_Exercise brief_
Copy, from the entries below, each line in which the string "right" appears.

_Provided records_
+++++

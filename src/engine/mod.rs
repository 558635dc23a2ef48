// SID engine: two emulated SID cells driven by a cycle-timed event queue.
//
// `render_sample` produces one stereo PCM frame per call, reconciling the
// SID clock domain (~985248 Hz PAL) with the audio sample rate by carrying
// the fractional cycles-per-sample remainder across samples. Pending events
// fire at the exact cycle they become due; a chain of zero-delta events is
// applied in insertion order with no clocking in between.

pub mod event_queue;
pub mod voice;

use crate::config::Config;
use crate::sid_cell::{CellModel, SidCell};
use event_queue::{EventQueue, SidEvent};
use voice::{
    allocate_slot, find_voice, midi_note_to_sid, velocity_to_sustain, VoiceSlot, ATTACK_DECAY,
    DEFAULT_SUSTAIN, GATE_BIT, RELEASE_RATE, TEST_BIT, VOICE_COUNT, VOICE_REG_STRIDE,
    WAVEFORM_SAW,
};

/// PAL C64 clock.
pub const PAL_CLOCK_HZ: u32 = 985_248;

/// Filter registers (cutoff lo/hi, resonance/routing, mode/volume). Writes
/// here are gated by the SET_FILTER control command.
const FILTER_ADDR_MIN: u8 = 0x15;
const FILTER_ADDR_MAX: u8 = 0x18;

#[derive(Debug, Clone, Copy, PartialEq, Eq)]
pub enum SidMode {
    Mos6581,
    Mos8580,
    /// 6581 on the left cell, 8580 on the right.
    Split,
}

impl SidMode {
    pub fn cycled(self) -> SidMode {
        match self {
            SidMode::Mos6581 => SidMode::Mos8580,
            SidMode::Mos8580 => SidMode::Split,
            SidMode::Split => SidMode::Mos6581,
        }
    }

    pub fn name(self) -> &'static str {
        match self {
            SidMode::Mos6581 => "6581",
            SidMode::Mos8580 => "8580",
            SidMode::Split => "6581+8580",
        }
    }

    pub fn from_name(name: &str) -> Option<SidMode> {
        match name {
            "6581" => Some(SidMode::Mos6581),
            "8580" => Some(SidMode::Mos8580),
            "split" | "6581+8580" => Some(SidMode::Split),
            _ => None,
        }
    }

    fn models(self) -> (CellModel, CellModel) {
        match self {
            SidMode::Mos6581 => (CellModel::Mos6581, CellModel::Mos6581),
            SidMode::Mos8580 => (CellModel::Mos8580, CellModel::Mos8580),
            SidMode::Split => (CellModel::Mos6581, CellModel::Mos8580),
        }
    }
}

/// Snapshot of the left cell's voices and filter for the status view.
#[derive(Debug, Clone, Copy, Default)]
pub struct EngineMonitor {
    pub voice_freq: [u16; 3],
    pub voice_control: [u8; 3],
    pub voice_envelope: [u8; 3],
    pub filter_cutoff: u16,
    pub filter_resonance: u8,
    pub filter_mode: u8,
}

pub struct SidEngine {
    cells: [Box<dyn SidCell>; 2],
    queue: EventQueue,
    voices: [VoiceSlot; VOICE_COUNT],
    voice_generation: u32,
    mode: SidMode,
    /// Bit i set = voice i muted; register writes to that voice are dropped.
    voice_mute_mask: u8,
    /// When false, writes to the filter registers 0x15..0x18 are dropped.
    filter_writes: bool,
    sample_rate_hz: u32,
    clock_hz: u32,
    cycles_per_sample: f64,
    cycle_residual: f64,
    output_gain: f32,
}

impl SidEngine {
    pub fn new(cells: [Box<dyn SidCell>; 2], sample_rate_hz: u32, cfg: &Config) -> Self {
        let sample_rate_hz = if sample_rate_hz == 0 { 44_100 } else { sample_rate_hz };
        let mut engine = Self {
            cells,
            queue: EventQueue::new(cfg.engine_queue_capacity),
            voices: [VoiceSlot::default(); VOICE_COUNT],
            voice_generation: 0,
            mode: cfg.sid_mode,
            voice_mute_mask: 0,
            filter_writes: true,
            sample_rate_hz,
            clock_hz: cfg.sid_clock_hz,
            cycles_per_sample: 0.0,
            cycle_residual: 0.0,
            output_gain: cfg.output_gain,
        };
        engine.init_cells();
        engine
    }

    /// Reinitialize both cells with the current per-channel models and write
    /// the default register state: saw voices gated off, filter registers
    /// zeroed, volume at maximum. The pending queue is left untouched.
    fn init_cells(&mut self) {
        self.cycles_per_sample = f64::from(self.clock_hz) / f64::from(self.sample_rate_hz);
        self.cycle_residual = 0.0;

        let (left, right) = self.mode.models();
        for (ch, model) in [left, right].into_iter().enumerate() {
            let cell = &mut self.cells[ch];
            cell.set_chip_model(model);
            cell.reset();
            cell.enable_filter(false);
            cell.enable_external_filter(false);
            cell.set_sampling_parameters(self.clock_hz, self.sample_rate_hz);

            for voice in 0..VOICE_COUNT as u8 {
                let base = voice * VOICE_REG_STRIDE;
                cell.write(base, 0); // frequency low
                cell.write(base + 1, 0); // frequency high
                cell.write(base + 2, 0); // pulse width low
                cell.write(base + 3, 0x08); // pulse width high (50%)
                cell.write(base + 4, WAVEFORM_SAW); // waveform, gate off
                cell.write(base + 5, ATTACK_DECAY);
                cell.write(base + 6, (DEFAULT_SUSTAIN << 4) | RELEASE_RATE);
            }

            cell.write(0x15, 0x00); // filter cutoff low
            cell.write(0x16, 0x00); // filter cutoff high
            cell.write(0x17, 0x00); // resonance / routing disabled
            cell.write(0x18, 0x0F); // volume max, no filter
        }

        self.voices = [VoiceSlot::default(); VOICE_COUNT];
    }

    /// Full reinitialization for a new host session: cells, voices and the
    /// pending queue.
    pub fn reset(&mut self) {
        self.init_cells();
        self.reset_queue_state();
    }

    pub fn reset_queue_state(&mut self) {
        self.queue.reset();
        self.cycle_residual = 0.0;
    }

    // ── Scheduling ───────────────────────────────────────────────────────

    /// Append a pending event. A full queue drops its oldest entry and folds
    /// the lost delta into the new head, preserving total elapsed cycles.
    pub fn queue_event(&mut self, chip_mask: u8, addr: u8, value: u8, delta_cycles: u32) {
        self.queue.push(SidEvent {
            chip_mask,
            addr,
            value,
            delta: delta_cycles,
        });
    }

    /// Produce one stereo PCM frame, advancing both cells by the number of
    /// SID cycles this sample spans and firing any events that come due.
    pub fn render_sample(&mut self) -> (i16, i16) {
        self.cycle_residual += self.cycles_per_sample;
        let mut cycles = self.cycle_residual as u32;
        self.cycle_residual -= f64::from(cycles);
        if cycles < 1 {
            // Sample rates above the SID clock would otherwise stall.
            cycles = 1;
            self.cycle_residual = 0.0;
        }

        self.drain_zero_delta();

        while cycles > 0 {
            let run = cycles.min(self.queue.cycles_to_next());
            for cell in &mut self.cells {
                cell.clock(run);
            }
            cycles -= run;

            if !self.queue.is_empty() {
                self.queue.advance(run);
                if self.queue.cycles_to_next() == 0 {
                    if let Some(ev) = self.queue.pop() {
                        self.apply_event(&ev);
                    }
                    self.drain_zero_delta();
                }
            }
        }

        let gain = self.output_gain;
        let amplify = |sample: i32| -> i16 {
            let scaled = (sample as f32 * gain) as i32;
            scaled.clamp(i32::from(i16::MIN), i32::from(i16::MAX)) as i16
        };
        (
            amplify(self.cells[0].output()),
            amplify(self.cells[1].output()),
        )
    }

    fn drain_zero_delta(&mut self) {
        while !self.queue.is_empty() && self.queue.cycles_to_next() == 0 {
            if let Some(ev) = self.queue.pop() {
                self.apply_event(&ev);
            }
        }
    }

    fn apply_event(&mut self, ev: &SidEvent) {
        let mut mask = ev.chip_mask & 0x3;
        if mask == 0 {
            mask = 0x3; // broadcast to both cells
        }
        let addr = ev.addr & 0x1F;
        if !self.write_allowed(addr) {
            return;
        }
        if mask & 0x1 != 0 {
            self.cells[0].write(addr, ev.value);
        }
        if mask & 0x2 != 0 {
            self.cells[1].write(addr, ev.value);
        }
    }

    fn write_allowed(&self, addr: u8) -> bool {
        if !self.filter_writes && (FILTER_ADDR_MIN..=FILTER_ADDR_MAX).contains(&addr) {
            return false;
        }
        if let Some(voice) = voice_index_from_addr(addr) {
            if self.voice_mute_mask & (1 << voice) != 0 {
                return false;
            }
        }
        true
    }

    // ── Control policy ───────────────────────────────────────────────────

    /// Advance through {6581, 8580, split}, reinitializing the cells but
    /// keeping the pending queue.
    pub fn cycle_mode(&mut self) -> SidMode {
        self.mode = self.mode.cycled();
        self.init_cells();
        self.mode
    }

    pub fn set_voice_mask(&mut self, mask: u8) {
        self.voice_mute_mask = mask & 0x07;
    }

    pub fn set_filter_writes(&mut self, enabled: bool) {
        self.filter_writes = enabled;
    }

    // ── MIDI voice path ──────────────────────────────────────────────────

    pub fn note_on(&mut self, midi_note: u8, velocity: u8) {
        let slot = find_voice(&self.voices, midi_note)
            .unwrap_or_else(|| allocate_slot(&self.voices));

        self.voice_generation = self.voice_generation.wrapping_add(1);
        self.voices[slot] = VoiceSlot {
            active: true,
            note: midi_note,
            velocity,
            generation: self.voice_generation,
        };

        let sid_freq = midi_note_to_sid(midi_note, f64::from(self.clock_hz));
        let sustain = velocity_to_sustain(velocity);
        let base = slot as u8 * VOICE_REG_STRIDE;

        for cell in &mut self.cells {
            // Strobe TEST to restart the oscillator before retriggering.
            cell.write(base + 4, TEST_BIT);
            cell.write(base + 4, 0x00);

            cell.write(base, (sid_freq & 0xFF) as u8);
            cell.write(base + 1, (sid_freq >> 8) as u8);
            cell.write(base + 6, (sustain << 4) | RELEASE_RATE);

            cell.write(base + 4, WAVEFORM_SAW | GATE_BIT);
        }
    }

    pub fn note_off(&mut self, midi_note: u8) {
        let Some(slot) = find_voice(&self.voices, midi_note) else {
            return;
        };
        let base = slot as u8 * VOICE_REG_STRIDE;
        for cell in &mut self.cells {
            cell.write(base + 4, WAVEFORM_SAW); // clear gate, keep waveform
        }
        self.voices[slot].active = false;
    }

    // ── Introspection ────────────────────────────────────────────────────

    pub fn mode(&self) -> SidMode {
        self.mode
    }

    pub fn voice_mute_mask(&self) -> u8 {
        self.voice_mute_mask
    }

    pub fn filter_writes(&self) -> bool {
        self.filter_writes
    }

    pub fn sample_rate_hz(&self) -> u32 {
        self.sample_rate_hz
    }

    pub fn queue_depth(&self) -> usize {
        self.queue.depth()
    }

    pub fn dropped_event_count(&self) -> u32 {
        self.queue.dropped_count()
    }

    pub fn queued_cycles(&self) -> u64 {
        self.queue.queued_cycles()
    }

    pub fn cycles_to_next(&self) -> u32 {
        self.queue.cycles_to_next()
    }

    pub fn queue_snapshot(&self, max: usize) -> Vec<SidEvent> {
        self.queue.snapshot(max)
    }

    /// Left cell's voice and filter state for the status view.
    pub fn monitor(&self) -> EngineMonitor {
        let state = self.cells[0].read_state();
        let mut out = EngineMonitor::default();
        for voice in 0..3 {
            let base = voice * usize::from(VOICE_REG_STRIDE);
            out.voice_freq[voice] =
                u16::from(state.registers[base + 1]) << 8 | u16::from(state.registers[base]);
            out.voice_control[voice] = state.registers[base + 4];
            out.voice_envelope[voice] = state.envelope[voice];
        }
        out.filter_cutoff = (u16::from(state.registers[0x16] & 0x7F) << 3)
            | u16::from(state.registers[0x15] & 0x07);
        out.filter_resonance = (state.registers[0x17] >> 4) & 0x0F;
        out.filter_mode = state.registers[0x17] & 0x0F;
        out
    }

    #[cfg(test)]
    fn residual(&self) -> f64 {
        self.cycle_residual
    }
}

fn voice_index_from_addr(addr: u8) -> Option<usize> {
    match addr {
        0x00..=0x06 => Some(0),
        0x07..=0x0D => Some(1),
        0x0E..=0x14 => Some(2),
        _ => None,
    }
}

+++++

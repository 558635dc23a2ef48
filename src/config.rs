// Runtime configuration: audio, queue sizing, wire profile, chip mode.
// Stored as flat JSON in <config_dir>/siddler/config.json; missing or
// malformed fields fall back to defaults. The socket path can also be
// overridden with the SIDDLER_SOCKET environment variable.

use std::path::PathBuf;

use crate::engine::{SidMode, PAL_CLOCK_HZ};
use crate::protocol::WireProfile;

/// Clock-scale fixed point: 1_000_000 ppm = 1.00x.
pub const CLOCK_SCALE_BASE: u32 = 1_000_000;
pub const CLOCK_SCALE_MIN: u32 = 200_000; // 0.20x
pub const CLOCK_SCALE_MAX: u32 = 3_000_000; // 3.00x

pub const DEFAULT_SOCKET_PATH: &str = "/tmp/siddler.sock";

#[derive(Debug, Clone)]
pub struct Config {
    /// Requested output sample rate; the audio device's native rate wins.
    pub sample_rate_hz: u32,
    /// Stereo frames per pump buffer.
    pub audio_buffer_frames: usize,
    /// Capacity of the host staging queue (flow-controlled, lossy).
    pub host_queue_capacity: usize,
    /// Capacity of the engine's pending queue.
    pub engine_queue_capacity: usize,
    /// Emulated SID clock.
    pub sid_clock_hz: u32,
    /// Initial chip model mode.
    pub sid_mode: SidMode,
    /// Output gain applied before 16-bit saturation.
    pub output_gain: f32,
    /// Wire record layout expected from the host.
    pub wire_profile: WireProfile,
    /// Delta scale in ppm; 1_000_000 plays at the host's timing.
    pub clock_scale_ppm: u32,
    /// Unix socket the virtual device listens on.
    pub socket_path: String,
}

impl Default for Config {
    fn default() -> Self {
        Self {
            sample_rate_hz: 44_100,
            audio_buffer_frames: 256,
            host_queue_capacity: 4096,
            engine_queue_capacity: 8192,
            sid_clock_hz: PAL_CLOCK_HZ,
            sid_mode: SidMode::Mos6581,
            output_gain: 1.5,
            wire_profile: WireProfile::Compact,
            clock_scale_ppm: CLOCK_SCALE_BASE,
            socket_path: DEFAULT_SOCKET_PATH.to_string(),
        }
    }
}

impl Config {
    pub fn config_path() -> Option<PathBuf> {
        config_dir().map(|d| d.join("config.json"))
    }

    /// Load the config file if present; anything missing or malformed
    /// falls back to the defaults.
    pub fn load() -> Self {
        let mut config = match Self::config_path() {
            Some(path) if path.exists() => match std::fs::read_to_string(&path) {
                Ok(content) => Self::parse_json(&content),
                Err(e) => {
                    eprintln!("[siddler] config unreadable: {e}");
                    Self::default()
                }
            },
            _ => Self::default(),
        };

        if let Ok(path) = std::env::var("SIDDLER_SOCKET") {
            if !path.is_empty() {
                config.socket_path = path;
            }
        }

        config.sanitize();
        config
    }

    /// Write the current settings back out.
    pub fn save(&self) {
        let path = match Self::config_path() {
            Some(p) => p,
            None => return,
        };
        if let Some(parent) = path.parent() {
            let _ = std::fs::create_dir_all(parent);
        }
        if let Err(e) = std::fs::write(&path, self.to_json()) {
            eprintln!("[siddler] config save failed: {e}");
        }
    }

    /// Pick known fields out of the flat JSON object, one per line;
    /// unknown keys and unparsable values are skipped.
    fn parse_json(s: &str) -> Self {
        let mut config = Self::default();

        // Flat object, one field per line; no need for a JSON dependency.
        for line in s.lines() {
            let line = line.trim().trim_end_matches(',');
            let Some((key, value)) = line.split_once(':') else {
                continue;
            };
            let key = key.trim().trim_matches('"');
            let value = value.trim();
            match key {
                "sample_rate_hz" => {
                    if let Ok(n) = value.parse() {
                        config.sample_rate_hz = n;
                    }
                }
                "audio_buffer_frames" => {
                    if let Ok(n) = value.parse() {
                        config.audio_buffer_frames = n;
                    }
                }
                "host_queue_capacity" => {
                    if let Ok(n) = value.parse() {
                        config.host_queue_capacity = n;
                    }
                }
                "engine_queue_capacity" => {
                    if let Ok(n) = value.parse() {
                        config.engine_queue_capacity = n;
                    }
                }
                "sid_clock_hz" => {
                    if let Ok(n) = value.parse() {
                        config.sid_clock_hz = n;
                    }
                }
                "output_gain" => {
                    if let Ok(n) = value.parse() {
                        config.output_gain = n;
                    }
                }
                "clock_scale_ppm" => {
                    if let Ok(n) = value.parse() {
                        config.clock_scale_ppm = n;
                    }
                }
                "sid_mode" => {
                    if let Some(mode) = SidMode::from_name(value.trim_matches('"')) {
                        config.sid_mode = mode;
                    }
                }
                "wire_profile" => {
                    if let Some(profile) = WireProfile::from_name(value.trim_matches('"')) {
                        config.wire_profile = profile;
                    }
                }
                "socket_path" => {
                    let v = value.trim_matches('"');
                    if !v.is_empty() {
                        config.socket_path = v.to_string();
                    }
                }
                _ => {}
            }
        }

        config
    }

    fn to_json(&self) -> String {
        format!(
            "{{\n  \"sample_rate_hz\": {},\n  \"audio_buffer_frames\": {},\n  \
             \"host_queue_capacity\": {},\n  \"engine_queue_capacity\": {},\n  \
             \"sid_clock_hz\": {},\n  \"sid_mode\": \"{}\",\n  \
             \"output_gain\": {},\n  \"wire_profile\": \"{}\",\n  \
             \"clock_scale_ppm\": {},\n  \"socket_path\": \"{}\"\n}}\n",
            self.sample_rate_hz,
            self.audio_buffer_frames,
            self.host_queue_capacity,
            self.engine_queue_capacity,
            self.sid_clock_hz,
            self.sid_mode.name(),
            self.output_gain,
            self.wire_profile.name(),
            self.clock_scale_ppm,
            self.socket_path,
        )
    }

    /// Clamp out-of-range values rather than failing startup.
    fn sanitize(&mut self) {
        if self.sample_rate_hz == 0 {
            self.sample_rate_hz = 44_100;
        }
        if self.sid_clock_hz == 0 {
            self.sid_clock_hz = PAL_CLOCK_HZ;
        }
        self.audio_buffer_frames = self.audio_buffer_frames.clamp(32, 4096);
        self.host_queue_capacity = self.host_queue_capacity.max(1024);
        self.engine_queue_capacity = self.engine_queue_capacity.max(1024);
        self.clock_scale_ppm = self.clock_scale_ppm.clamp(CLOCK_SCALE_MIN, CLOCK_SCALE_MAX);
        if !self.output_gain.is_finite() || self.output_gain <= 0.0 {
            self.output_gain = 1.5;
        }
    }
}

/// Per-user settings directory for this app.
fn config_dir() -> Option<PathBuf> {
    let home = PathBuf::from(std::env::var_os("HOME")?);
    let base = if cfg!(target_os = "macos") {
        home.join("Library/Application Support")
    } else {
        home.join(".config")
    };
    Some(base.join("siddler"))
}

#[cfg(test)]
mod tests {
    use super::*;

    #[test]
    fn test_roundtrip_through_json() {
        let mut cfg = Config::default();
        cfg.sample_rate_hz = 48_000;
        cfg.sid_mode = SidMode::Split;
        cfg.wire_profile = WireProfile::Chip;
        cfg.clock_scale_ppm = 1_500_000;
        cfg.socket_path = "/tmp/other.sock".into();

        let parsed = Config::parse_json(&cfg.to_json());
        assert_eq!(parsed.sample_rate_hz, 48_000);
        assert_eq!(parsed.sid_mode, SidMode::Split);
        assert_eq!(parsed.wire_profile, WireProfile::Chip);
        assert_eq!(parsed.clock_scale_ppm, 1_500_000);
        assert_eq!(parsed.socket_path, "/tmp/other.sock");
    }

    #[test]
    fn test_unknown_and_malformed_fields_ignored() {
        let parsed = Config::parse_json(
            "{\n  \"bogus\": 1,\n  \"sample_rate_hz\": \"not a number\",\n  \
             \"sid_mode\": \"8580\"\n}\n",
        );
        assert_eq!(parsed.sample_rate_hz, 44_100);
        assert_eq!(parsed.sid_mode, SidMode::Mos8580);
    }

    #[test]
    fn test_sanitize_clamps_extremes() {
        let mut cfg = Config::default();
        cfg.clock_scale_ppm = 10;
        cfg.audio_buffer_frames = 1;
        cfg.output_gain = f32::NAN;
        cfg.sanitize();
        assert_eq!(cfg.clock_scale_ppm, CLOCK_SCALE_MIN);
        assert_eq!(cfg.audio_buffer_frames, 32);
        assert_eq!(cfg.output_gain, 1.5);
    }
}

+++++

_Written answer_
    /// 6581 on the left cell, 8580 on the right.
        let (left, right) = self.mode.models();
        for (ch, model) in [left, right].into_iter().enumerate() {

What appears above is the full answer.